When risks intersect, the collective impact on a business can be significant. While this may represent a cause for concern, reviewing their risk landscape to identify these potential connections in advance is helping risk professionals to enhance decision-making processes and build resilience at their organisations.
Risk management frameworks and processes are typically geared towards individual risks and risk owners. In reality, though, these risks and relationships often intersect.
For example, the impact of an external risk event like the Russia-Ukraine war would have been felt throughout organisations that operate in the region and even those impacted by the knock-on effects of the war, potentially in hundreds of different ways: from the evacuation of employees from areas worst affected by the conflict to the global disruption caused to supply chains.
Internal risks can cause similar ripples. If an organisation throws its weight behind a series of product launches, for example, it will have a big impact on the bandwidth available for other activities in different parts of the business.
Getting on the same page: Executives often talk about risks in clusters anyway - think environment and sustainability or legal and regulatory. If the rest of the organisation can be convinced to do the same, these connections can be formalised. This will help everyone to get a perspective on the organisation’s full risk picture. Furthermore, it will also contribute to embedding risk discussions within day-to-day activities.
Building organisational resilience: Establishing this kind of interconnectivity between risks that need to be managed should help boost organisational resilience, as it will enable better scenario planning, testing, and improvements. You want to avoid the danger, however, of overcomplicating things.
Delivering better insights: Embarking on a strategy to map your company’s risk connectivity could provide you with the means to provide insights that extend beyond your traditional heat map and associated KRIs. It’s important, though, to present these findings in an enticing way that isn’t going to confuse or scare off management.
New approaches to risk interconnectivity
Risk leaders have discussed this subject during member meetings over the last few months, which have helped to identify the major gains from an interconnected approach to risk. Some of the recent new ideas shared include:
Breaking down siloes: When a risk event or threat emerges that the business needs to handle, the approach to managing the situation should be applied consistently. If siloes can be eliminated – so that people view the threat from a broader, enterprise-wide perspective – this will enable a more coordinated effort to manage the myriad risks associated with a particular event or circumstance.
Scenario testing: If risks are thought about in connection with other risks that could materialise, it may be easier to visualise (and then test) potential scenarios that will have an impact on the organisation. On the other hand, you could flip this process and use scenario testing to determine how risks intersect with each other in certain contexts.

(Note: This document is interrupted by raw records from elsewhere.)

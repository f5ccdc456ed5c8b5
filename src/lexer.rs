use once_cell::sync::Lazy;
use regex::Regex;

use crate::ast::BlockKind;
use crate::error::ParseError;

/// Directive token. Carries no nesting information.
#[derive(Debug, Clone, PartialEq)]
pub enum Token {
    Text(String),
    ForOpen { binding: String, iterable: String },
    /// A `for` whose header is not `name in expr`.
    MalformedFor { header: String },
    IfOpen { condition: String },
    BlockClose(BlockKind),
    Variable(String),
    /// `{{include(...)}}`: the whole directive and its raw argument list.
    Include { directive: String, args: String },
}

/// One pattern for every directive form the tokenizer understands. A plain
/// include becomes a token so that it renders in the frame around it;
/// `{{!include(...)}}` is opaque and comes out as literal text.
static DIRECTIVE: Lazy<Regex> = Lazy::new(|| {
    Regex::new(concat!(
        r"\{\{\s*(?:",
        r"for\s*\((?P<for>.*?)\)",
        r"|(?P<endfor>endfor)",
        r"|if\s*\((?P<if>.*?)\)",
        r"|(?P<endif>endif)",
        r"|include\s*\((?P<include>.*?)\)",
        r"|(?P<opaque>!include\s*\(.*?\))",
        r"|\?(?P<var>[^}]*?)",
        r")\s*\}\}",
    ))
    .unwrap()
});

static FOR_HEADER: Lazy<Regex> =
    Lazy::new(|| Regex::new(r"^\s*([A-Za-z_$][A-Za-z0-9_$]*)\s+in\s+(.+?)\s*$").unwrap());

/// Split `text` into directive tokens in source order.
///
/// Text between directives is kept verbatim, whitespace included. Nesting is
/// not validated here; see [`crate::parser::build`].
pub fn tokenize(text: &str) -> Vec<Token> {
    let mut tokens = Vec::new();
    let mut last = 0;

    for caps in DIRECTIVE.captures_iter(text) {
        let Some(whole) = caps.get(0) else { continue };
        if whole.start() > last {
            push_text(&mut tokens, &text[last..whole.start()]);
        }

        if let Some(header) = caps.name("for") {
            let header = header.as_str();
            match FOR_HEADER.captures(header) {
                Some(parts) => tokens.push(Token::ForOpen {
                    binding: parts[1].to_string(),
                    iterable: parts[2].to_string(),
                }),
                None => tokens.push(Token::MalformedFor {
                    header: header.trim().to_string(),
                }),
            }
        } else if caps.name("endfor").is_some() {
            tokens.push(Token::BlockClose(BlockKind::For));
        } else if let Some(condition) = caps.name("if") {
            tokens.push(Token::IfOpen {
                condition: condition.as_str().trim().to_string(),
            });
        } else if caps.name("endif").is_some() {
            tokens.push(Token::BlockClose(BlockKind::If));
        } else if let Some(args) = caps.name("include") {
            tokens.push(Token::Include {
                directive: whole.as_str().to_string(),
                args: args.as_str().to_string(),
            });
        } else if caps.name("opaque").is_some() {
            push_text(&mut tokens, whole.as_str());
        } else if let Some(expr) = caps.name("var") {
            tokens.push(Token::Variable(expr.as_str().trim().to_string()));
        }

        last = whole.end();
    }

    if last < text.len() {
        push_text(&mut tokens, &text[last..]);
    }

    tokens
}

fn push_text(tokens: &mut Vec<Token>, text: &str) {
    if let Some(Token::Text(prev)) = tokens.last_mut() {
        prev.push_str(text);
    } else {
        tokens.push(Token::Text(text.to_string()));
    }
}

/// Token of the sandboxed expression language.
#[derive(Debug, Clone, PartialEq)]
pub enum ExprToken {
    // Keywords
    True,
    False,
    Null,
    And,
    Or,
    Not,

    // Symbols
    EqEq,     // == or ===
    NotEq,    // != or !==
    Lt,       // <
    Le,       // <=
    Gt,       // >
    Ge,       // >=
    Plus,     // +
    Minus,    // -
    Star,     // *
    Slash,    // /
    Percent,  // %
    Dot,      // .
    Comma,    // ,
    Colon,    // :
    Question, // ?
    LBracket, // [
    RBracket, // ]
    LParen,   // (
    RParen,   // )
    LBrace,   // {
    RBrace,   // }

    // Data
    Ident(String),
    Number(f64),
    StringLit(String),
}

const SYMBOLS: &[(&str, ExprToken)] = &[
    ("===", ExprToken::EqEq),
    ("!==", ExprToken::NotEq),
    ("==", ExprToken::EqEq),
    ("!=", ExprToken::NotEq),
    ("<=", ExprToken::Le),
    (">=", ExprToken::Ge),
    ("&&", ExprToken::And),
    ("||", ExprToken::Or),
    ("<", ExprToken::Lt),
    (">", ExprToken::Gt),
    ("!", ExprToken::Not),
    ("+", ExprToken::Plus),
    ("-", ExprToken::Minus),
    ("*", ExprToken::Star),
    ("/", ExprToken::Slash),
    ("%", ExprToken::Percent),
    (".", ExprToken::Dot),
    (",", ExprToken::Comma),
    (":", ExprToken::Colon),
    ("?", ExprToken::Question),
    ("[", ExprToken::LBracket),
    ("]", ExprToken::RBracket),
    ("(", ExprToken::LParen),
    (")", ExprToken::RParen),
    ("{", ExprToken::LBrace),
    ("}", ExprToken::RBrace),
];

#[derive(Clone)]
pub struct ExprTokenizer<'a> {
    input: &'a str,
    cursor: usize,
}

impl<'a> ExprTokenizer<'a> {
    pub fn new(input: &'a str) -> Self {
        Self { input, cursor: 0 }
    }

    fn remaining(&self) -> &'a str {
        &self.input[self.cursor..]
    }

    fn advance(&mut self, n: usize) {
        self.cursor += n;
    }

    pub fn next_token(&mut self) -> Result<Option<ExprToken>, ParseError> {
        let rest = self.remaining();
        let trimmed = rest.trim_start();
        self.advance(rest.len() - trimmed.len());

        let rest = self.remaining();
        let Some(first) = rest.chars().next() else {
            return Ok(None);
        };

        if first == '\'' || first == '"' {
            return self.string_literal(first).map(Some);
        }

        if first.is_ascii_digit() {
            return Ok(Some(self.number()));
        }

        if first.is_alphabetic() || first == '_' || first == '$' {
            let len: usize = rest
                .chars()
                .take_while(|c| c.is_alphanumeric() || *c == '_' || *c == '$')
                .map(char::len_utf8)
                .sum();
            let ident = &rest[..len];
            self.advance(len);

            return Ok(Some(match ident {
                "true" => ExprToken::True,
                "false" => ExprToken::False,
                "null" | "undefined" => ExprToken::Null,
                "and" => ExprToken::And,
                "or" => ExprToken::Or,
                "not" => ExprToken::Not,
                _ => ExprToken::Ident(ident.to_string()),
            }));
        }

        for (symbol, token) in SYMBOLS {
            if rest.starts_with(symbol) {
                self.advance(symbol.len());
                return Ok(Some(token.clone()));
            }
        }

        Err(ParseError::UnexpectedChar {
            found: first,
            offset: self.cursor,
        })
    }

    fn number(&mut self) -> ExprToken {
        let rest = self.remaining();
        let bytes = rest.as_bytes();
        let mut len = bytes.iter().take_while(|b| b.is_ascii_digit()).count();
        // Fraction only when a digit follows the dot, so `1.foo` stays a member access.
        if bytes.get(len) == Some(&b'.') && bytes.get(len + 1).is_some_and(u8::is_ascii_digit) {
            len += 1;
            len += bytes[len..].iter().take_while(|b| b.is_ascii_digit()).count();
        }
        let value = rest[..len].parse::<f64>().unwrap_or(f64::NAN);
        self.advance(len);
        ExprToken::Number(value)
    }

    fn string_literal(&mut self, quote: char) -> Result<ExprToken, ParseError> {
        let rest = self.remaining();
        let mut s = String::new();
        let mut chars = rest.char_indices().skip(1);
        while let Some((idx, c)) = chars.next() {
            if c == quote {
                self.advance(idx + c.len_utf8());
                return Ok(ExprToken::StringLit(s));
            }
            if c == '\\' {
                match chars.next() {
                    Some((_, 'n')) => s.push('\n'),
                    Some((_, 't')) => s.push('\t'),
                    Some((_, 'r')) => s.push('\r'),
                    Some((_, esc)) => s.push(esc),
                    None => break,
                }
            } else {
                s.push(c);
            }
        }
        Err(ParseError::UnterminatedString)
    }
}
//! Stylesheet registry.
//!
//! Rendered documents may carry `<link rel="stylesheet">` tags. The registry
//! lifts them out of the text and remembers each href once, in the order it
//! was first seen, together with the document that brought it in. One
//! registry lives for one session; [`StyleRegistry::reset`] models a full
//! reload.

use once_cell::sync::Lazy;
use parking_lot::Mutex;
use regex::Regex;

use crate::engine::PostProcessor;

static STYLE_LINK: Lazy<Regex> = Lazy::new(|| {
    Regex::new(r#"(?i)<link\s+rel=["']stylesheet["']\s+href=["'](.+?)["'].*?>"#).unwrap()
});

static HTML_COMMENT: Lazy<Regex> = Lazy::new(|| Regex::new(r"(?s)<!--.*?-->").unwrap());

#[derive(Debug, Clone, PartialEq, Eq)]
pub struct StyleLink {
    pub href: String,
    /// Document that first referenced the stylesheet.
    pub owner: String,
}

#[derive(Debug, Default)]
pub struct StyleRegistry {
    links: Mutex<Vec<StyleLink>>,
}

impl StyleRegistry {
    pub fn new() -> Self {
        Self::default()
    }

    pub fn contains(&self, href: &str) -> bool {
        self.links.lock().iter().any(|l| l.href == href)
    }

    /// Registered stylesheets in insertion order.
    pub fn links(&self) -> Vec<StyleLink> {
        self.links.lock().clone()
    }

    pub fn hrefs(&self) -> Vec<String> {
        self.links.lock().iter().map(|l| l.href.clone()).collect()
    }

    pub fn reset(&self) {
        self.links.lock().clear();
    }

    /// Register a stylesheet. Returns false when the href was already known.
    pub fn insert(&self, href: &str, owner: &str) -> bool {
        let mut links = self.links.lock();
        if links.iter().any(|l| l.href == href) {
            return false;
        }
        links.push(StyleLink {
            href: href.to_string(),
            owner: owner.to_string(),
        });
        true
    }

    /// Remove stylesheet links from `html`, registering each href. Links
    /// inside HTML comments are left alone.
    pub fn extract(&self, html: &str, owner: &str) -> String {
        let comments: Vec<_> = HTML_COMMENT.find_iter(html).map(|m| m.range()).collect();
        let mut out = String::with_capacity(html.len());
        let mut last = 0;

        for caps in STYLE_LINK.captures_iter(html) {
            let Some(whole) = caps.get(0) else { continue };
            if comments.iter().any(|c| c.contains(&whole.start())) {
                continue;
            }
            let href = &caps[1];
            if self.insert(href, owner) {
                tracing::debug!(href, owner, "registered stylesheet");
            }
            out.push_str(&html[last..whole.start()]);
            last = whole.end();
        }
        out.push_str(&html[last..]);
        out
    }
}

impl PostProcessor for StyleRegistry {
    fn process(&self, path: &str, html: String) -> String {
        self.extract(&html, path)
    }
}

Reducing the business’ reliance on dashboards: For organisations with decentralised risk functions, it can be easy to rely on dashboards and visualisation tools to understand the risks other teams are managing. Even centralised risk functions that use dashboards can sometimes forget the importance of context when reviewing results. By implementing a more interconnected approach to risk identification and monitoring, people can communicate more effectively without having to refer to a dashboard that may take time to update or blur the full picture of the organisation’s risk landscape.
Taking the first steps . . .
Finding a way to establish more formal connections and monitoring and reacting to risks requires input from a range of stakeholders. These employees and teams will require space to meet, discuss and ask questions about risk. Risk managers can facilitate these discussions and learn from them, using the insights gained to build a more interconnected risk picture for the organisation.
A lack of understanding around risk interconnectivity can lead to a lack of accountability and transparency: you want the business to be clear on who the risk owners are and, equally, which people are responsible for mitigating transversal risks. Interconnectivity gives you the means with which to identify and spot gaps in risk management controls, too.
. . . And the next steps
The process shouldn’t end with the identification of the connections. Work out how to properly visualise the results of this discussion and show how your organisation’s risks connect. This is key for reporting purposes and could produce a more nuanced, intuitive tool for executives to use than a standard heat map.
For instance, at a recent member meeting, one member shared their step-by-step process to visualising interconnected risks. This involved classifying risks as either strategic, operational, tactical or project related. They shared with peers how they used digital software to visualise their risk register, coordinated with different teams to identify their relationship to certain risks, and performed cross-functional and integrated market risk reviews.